### Your assignment
Output, without alteration, the first line of the entries and each line after it, stopping with the line that contains "ways and nodes".
(Records provided)
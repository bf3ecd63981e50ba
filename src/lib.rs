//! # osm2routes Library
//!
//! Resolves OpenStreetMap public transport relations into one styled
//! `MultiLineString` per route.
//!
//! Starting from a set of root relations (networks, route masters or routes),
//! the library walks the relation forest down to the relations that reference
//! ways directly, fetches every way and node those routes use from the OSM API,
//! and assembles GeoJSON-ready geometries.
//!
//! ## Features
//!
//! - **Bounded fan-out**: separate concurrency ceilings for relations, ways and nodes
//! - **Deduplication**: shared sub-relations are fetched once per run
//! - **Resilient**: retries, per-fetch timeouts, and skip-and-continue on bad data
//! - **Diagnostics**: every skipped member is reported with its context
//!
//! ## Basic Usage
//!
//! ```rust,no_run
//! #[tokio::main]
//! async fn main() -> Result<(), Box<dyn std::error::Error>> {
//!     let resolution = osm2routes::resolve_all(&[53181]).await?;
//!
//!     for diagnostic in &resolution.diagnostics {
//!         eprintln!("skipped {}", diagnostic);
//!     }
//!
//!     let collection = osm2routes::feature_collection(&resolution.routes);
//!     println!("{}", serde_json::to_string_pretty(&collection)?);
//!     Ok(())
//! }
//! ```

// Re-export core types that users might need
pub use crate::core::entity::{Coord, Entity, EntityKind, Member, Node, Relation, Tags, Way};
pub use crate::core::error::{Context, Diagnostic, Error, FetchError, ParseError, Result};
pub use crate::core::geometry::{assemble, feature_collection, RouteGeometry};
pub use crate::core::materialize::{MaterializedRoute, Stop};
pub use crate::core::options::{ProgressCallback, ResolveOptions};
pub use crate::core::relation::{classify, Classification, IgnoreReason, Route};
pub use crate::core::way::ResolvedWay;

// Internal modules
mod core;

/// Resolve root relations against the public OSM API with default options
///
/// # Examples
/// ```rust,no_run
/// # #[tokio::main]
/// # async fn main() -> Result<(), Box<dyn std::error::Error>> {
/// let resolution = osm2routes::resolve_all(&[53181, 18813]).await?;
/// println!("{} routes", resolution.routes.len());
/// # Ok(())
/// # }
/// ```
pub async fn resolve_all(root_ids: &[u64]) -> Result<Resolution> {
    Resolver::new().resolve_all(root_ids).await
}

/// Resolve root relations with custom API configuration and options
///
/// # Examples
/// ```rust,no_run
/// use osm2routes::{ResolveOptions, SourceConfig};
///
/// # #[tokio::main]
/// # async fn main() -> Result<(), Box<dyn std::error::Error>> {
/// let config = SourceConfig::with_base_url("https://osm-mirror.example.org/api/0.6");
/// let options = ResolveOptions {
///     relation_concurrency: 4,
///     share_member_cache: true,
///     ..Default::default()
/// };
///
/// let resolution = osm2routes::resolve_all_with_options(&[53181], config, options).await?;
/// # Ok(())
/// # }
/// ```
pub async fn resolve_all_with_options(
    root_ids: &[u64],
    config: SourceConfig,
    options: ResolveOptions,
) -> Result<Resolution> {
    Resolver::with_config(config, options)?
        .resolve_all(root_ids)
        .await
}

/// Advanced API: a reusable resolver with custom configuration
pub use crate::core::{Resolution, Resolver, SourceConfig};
(End Records provided)
### Output
repository bf3ecd63981e50ba
filename src/lib.rs
//! # osm2routes Library
//!
//! Resolves OpenStreetMap public transport relations into one styled
//! `MultiLineString` per route.
//!
//! Starting from a set of root relations (networks, route masters or routes),
//! the library walks the relation forest down to the relations that reference
//! ways directly, fetches every way and node those routes use from the OSM API,
//! and assembles GeoJSON-ready geometries.
//!
//! ## Features
//!
//! - **Bounded fan-out**: separate concurrency ceilings for relations, ways and nodes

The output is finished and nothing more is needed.